(Records from a collection)
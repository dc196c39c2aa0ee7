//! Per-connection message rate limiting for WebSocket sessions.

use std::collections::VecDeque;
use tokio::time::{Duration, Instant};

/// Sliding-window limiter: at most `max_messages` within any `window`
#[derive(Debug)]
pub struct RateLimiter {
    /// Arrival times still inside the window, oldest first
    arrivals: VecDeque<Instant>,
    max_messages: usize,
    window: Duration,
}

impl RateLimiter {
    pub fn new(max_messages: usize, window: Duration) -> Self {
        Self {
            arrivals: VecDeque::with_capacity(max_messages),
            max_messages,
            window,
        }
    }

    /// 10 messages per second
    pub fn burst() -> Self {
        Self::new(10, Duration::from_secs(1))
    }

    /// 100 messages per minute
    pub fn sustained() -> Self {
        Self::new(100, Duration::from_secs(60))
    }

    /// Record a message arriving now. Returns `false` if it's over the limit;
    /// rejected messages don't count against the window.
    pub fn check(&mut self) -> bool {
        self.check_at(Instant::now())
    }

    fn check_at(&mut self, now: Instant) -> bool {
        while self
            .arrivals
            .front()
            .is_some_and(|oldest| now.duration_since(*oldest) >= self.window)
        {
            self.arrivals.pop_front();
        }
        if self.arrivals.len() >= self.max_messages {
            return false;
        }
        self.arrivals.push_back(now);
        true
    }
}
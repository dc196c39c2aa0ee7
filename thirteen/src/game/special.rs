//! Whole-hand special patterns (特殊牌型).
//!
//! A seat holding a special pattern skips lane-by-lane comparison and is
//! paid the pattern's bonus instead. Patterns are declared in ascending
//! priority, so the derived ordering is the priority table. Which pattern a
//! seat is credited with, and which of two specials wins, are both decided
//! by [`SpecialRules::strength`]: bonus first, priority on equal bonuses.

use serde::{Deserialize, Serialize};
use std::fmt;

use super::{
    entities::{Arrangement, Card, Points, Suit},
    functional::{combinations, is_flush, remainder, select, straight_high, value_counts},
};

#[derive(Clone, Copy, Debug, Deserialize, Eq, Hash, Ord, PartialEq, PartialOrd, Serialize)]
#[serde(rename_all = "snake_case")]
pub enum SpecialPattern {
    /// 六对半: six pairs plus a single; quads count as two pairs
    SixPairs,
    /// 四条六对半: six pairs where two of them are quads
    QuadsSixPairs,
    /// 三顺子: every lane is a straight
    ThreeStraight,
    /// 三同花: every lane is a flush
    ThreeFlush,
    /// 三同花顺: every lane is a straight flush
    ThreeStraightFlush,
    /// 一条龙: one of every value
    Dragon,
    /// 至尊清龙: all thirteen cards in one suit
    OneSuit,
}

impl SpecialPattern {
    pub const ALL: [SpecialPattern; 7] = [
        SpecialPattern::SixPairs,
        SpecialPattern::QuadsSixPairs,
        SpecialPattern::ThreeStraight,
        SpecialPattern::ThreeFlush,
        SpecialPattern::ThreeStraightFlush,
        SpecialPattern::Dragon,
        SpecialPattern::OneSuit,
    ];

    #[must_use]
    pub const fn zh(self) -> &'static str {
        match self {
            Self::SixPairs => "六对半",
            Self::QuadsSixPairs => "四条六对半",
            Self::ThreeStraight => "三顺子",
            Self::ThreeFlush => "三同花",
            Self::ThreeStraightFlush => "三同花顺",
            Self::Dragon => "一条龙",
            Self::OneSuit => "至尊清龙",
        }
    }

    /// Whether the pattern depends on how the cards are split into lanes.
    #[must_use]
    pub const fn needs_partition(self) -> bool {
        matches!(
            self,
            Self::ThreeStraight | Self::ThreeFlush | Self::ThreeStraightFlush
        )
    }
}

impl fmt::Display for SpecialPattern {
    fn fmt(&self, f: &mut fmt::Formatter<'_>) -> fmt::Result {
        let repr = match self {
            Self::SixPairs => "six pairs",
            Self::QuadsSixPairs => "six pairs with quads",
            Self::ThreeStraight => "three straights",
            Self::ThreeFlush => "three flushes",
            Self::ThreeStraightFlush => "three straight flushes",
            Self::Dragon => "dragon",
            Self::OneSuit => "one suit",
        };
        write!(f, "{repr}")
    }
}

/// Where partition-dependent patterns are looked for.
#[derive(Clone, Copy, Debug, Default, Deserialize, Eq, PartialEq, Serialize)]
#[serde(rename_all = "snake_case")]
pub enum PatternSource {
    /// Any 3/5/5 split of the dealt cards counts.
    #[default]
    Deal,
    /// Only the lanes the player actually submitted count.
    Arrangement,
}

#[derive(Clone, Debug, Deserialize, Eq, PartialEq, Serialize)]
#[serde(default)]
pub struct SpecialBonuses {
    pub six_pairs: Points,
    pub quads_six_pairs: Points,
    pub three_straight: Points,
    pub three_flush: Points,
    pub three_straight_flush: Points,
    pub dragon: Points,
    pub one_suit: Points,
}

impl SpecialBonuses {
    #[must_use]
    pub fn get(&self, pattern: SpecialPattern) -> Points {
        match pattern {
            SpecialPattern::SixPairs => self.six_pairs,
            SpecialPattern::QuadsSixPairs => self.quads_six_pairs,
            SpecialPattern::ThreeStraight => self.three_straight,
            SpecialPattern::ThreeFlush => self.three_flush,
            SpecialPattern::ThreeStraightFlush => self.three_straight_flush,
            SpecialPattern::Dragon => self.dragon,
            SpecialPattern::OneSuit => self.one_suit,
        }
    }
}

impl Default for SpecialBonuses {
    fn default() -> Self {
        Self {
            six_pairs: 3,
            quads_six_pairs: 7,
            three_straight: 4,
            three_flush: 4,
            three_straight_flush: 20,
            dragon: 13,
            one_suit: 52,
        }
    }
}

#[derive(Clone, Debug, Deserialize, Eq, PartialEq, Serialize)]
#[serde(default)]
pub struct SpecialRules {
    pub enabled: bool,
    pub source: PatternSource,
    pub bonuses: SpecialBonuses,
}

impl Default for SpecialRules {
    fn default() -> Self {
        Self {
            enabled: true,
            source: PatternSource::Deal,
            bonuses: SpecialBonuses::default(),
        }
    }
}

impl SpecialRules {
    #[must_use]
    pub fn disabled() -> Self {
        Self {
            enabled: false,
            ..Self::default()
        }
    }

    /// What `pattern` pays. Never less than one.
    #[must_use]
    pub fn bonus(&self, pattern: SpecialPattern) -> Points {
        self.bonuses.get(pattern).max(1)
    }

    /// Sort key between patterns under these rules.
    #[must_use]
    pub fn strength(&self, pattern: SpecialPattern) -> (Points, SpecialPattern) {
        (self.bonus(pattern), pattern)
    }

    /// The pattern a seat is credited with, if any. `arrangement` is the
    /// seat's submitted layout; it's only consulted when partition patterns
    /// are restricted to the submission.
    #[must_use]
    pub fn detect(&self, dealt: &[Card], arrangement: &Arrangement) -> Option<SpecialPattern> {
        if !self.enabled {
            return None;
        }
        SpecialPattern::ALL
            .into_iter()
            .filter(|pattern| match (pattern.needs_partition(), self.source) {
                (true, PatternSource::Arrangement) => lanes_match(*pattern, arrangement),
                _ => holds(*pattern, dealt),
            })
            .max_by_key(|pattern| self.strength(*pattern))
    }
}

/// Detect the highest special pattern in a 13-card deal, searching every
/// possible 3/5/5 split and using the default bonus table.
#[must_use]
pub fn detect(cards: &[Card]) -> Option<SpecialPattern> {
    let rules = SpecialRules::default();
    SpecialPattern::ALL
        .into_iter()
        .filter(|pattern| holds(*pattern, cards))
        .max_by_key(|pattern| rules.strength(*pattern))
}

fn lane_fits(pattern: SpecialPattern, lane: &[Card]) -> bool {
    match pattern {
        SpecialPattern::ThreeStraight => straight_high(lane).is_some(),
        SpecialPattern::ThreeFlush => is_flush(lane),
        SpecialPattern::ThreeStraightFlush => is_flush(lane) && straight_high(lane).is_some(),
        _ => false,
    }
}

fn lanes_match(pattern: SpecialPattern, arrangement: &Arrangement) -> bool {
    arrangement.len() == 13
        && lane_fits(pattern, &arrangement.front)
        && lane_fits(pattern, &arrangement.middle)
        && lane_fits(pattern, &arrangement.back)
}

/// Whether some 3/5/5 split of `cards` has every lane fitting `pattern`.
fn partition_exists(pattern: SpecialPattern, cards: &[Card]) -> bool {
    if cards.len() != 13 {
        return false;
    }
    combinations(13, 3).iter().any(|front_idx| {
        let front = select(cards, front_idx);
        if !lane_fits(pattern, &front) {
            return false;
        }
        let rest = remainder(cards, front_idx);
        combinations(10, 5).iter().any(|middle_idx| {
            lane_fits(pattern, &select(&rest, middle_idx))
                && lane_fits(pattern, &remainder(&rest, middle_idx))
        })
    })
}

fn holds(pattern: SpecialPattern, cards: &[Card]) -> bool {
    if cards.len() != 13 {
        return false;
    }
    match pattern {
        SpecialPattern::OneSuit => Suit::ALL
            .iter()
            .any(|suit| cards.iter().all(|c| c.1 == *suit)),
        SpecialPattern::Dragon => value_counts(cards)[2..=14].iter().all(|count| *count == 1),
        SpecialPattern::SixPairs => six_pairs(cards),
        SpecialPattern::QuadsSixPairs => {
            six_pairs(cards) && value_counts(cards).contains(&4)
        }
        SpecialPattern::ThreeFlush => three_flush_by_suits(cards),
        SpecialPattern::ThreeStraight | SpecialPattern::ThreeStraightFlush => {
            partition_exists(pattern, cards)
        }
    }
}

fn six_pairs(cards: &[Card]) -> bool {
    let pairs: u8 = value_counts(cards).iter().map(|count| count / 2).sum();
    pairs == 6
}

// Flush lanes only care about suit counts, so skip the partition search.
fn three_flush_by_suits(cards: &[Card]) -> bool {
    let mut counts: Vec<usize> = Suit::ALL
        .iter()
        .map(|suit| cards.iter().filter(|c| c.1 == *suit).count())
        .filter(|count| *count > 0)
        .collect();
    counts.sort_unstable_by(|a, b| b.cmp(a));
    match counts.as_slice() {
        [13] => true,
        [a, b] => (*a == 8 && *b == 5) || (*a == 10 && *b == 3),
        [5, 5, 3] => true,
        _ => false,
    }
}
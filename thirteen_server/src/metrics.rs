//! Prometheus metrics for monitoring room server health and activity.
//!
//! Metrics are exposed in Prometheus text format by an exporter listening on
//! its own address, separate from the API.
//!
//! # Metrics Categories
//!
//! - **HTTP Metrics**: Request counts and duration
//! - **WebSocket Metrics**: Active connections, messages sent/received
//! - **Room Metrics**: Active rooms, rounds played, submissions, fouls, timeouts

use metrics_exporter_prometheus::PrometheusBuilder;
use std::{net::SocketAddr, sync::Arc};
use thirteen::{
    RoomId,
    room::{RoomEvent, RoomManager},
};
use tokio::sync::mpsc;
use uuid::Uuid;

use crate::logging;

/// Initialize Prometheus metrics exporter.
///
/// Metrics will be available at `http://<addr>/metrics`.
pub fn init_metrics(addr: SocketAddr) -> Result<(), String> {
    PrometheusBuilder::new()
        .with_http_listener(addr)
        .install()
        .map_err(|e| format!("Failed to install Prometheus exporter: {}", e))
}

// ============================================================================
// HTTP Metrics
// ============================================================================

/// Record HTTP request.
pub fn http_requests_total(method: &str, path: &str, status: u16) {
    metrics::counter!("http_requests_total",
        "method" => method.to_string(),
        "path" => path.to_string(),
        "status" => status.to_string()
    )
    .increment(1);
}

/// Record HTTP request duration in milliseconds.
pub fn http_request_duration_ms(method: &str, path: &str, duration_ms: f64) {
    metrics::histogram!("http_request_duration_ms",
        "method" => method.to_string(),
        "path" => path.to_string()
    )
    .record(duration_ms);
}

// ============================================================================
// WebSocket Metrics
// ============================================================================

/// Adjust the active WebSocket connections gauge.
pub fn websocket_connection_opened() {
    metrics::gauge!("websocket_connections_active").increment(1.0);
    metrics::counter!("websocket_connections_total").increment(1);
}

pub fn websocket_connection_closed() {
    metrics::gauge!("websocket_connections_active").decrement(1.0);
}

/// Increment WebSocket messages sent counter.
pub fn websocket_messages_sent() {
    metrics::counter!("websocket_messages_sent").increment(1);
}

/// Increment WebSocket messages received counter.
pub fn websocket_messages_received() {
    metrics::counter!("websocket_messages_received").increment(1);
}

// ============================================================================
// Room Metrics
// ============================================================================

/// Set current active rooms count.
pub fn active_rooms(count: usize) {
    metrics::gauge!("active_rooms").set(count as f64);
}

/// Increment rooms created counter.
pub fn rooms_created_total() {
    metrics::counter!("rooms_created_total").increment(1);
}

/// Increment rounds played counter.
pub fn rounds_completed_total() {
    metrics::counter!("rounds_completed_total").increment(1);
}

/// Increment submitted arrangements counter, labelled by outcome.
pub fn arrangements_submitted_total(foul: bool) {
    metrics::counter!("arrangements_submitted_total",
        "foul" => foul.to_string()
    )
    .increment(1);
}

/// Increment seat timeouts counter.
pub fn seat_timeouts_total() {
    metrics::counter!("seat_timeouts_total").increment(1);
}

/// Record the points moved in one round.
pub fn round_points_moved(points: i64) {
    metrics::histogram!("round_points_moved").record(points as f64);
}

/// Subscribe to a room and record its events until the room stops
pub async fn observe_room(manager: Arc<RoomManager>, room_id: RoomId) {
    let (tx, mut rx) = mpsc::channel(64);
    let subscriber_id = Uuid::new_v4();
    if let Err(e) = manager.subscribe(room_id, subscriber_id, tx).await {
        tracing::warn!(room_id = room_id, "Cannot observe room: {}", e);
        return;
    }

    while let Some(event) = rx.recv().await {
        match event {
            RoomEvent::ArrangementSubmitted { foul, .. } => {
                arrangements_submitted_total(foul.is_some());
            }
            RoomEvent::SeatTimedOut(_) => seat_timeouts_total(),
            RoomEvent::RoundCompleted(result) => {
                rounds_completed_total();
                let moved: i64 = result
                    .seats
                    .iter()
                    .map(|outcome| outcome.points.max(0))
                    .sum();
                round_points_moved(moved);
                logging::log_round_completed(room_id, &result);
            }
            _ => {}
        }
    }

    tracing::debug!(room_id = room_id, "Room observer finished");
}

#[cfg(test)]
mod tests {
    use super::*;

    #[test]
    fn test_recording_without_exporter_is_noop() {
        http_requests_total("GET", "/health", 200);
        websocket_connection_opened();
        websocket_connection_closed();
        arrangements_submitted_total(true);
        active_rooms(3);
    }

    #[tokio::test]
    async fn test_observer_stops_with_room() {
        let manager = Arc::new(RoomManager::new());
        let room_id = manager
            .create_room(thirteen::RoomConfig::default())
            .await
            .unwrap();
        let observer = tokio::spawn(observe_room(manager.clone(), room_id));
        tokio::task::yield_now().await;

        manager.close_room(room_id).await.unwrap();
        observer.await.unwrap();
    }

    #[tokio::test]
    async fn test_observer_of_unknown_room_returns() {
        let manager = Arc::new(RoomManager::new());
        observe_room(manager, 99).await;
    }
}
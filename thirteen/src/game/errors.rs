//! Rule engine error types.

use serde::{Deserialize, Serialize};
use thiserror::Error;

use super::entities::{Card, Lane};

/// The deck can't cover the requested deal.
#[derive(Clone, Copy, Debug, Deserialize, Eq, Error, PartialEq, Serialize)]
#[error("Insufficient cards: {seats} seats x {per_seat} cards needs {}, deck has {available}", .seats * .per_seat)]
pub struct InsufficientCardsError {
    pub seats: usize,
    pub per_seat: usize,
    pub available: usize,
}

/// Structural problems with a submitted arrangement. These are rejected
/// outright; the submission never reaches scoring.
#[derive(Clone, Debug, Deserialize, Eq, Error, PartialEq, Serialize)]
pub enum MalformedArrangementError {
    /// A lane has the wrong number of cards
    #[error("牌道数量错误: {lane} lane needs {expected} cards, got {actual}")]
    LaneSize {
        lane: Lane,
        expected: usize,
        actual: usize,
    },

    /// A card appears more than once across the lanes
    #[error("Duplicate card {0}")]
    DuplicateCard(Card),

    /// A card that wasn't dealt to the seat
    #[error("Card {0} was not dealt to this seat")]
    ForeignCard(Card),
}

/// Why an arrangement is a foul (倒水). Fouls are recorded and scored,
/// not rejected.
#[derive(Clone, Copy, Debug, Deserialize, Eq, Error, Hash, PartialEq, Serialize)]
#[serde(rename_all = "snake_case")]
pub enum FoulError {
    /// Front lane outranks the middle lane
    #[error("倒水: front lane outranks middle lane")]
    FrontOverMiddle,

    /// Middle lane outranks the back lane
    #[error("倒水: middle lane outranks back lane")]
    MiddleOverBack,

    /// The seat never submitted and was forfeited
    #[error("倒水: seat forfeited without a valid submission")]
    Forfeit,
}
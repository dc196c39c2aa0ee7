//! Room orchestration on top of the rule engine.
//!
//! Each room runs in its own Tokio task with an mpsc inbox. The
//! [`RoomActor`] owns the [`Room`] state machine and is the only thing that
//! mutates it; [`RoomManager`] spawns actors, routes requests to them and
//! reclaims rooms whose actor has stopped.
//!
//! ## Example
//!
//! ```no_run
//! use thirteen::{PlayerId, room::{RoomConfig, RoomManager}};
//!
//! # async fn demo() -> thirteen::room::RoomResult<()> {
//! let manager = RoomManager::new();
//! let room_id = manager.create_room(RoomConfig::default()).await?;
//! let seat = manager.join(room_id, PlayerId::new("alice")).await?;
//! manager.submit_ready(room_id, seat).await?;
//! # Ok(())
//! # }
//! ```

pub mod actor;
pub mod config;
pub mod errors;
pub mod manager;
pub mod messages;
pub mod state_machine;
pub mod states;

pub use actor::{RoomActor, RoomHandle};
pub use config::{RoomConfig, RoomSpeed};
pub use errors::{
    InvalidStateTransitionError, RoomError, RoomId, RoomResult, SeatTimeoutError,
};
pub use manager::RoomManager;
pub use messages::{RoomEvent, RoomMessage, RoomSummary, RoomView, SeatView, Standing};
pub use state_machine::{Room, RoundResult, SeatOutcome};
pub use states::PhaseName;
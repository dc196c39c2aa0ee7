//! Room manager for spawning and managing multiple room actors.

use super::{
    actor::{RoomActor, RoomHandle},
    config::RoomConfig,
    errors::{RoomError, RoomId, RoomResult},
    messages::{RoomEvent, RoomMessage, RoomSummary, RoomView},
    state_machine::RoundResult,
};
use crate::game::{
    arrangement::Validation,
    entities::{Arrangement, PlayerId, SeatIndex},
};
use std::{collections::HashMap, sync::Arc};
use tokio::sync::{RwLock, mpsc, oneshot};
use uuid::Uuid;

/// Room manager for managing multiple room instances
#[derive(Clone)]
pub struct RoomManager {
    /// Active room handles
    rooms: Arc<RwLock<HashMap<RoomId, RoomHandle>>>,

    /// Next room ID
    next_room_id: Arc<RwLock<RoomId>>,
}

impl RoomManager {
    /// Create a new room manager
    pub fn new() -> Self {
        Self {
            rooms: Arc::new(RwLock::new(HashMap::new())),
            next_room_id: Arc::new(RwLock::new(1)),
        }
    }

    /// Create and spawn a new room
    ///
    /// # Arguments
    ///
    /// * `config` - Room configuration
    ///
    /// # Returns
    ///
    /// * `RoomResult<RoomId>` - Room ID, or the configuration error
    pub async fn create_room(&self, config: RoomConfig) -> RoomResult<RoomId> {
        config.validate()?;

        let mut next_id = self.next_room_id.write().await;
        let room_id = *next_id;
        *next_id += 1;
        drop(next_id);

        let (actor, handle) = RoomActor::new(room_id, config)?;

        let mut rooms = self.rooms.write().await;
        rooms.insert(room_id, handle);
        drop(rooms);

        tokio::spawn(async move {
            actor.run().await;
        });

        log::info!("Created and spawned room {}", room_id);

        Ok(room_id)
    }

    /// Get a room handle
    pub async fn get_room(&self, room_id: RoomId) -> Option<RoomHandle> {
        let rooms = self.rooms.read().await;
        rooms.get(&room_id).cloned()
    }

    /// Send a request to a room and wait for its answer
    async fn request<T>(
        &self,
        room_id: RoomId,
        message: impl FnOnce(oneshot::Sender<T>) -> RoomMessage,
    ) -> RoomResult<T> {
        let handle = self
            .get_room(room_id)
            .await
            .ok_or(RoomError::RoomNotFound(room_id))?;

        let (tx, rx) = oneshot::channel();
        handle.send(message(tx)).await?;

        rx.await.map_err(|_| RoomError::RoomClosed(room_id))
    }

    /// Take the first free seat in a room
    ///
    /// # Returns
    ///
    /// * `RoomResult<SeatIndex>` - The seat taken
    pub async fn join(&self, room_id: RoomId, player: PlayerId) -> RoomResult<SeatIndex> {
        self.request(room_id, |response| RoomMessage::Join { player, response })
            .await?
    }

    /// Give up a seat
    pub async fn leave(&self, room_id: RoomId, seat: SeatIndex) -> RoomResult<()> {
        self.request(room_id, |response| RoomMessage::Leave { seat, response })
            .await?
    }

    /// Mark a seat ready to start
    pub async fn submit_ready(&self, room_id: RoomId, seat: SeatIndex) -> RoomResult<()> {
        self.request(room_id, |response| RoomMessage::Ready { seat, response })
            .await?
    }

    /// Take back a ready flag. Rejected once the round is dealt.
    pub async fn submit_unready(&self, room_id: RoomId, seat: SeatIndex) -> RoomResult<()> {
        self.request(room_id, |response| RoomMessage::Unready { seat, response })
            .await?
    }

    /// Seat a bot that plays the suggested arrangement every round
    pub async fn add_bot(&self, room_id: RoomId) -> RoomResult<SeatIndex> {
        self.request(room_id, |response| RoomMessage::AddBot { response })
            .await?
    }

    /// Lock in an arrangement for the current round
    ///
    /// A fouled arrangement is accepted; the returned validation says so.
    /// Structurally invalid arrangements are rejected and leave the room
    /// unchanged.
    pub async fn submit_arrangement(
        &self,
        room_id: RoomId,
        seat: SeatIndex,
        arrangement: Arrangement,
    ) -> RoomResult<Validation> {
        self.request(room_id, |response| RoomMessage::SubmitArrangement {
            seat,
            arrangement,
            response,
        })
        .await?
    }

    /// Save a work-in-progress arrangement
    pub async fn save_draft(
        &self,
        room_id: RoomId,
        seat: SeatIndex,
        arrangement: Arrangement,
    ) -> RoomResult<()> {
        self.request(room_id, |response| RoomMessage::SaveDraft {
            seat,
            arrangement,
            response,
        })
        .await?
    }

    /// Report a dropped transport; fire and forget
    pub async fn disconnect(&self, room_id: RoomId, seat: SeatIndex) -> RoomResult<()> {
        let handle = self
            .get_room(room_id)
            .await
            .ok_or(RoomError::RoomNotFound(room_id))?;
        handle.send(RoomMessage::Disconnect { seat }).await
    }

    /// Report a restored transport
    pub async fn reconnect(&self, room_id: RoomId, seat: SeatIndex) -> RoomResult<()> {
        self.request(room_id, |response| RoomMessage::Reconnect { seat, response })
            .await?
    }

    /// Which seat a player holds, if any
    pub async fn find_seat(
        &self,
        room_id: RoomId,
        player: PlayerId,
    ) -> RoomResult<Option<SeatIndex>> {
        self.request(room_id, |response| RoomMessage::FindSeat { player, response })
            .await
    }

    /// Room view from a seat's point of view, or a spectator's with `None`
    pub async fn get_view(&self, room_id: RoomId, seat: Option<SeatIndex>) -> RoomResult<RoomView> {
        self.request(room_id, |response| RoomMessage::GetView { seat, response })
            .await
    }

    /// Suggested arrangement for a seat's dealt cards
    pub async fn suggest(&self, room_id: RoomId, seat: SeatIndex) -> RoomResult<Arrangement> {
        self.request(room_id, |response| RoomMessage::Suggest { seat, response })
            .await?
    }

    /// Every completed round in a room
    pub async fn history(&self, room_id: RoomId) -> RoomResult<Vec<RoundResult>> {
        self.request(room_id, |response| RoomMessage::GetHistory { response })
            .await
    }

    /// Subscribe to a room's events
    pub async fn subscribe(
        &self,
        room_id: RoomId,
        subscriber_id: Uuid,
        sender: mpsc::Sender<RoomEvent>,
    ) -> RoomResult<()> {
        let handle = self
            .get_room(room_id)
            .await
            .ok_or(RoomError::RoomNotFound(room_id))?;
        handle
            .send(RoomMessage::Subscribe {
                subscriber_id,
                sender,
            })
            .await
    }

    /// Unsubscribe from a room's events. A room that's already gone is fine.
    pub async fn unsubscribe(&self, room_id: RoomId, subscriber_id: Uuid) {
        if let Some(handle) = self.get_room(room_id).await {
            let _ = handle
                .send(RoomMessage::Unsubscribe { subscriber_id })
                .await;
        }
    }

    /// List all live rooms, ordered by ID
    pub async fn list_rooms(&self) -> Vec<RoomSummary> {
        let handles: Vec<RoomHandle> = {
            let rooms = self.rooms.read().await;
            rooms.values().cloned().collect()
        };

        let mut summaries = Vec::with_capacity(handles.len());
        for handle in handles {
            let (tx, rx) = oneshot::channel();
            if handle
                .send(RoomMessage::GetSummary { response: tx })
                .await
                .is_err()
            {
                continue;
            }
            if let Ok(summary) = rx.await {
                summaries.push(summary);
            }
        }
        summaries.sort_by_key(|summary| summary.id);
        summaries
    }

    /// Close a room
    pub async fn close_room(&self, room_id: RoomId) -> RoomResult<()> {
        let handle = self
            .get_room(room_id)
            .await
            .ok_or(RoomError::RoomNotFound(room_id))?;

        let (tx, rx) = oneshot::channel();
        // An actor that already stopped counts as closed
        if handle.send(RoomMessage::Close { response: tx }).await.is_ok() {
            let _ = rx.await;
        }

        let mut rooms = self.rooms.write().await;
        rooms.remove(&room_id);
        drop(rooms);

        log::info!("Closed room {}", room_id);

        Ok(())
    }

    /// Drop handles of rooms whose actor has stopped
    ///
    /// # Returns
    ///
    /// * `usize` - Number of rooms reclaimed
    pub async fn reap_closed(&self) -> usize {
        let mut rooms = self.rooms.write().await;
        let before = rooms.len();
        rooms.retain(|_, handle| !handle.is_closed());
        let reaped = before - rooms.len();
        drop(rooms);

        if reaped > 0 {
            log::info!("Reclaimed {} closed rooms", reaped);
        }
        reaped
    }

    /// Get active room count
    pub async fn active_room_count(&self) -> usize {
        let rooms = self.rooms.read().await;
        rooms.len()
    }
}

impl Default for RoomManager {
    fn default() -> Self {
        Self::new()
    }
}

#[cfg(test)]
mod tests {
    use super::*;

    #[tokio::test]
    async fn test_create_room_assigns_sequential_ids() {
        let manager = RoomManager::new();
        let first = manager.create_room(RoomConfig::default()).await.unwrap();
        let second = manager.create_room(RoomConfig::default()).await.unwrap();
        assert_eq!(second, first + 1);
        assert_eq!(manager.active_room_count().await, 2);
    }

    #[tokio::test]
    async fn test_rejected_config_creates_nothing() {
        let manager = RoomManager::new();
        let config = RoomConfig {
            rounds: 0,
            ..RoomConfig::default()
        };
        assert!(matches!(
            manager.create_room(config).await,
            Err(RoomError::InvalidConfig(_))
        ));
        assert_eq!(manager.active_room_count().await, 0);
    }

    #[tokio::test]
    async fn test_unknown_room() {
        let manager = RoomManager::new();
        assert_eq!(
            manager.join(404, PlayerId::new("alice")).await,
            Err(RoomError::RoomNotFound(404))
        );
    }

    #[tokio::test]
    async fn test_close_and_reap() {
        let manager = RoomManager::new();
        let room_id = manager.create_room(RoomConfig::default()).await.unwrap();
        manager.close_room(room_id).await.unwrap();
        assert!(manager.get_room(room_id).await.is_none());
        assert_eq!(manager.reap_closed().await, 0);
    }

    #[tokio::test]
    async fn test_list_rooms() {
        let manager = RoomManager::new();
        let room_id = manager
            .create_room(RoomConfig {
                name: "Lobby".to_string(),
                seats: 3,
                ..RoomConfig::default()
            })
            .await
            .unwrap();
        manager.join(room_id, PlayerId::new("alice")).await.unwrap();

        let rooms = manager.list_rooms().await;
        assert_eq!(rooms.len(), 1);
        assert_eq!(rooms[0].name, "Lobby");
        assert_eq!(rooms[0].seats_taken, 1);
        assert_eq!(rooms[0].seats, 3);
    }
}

> **Aim of the exercise**
Say how many lines in the entries include the word "RoundResult", with no text around the number.

> **Exercise answer**
3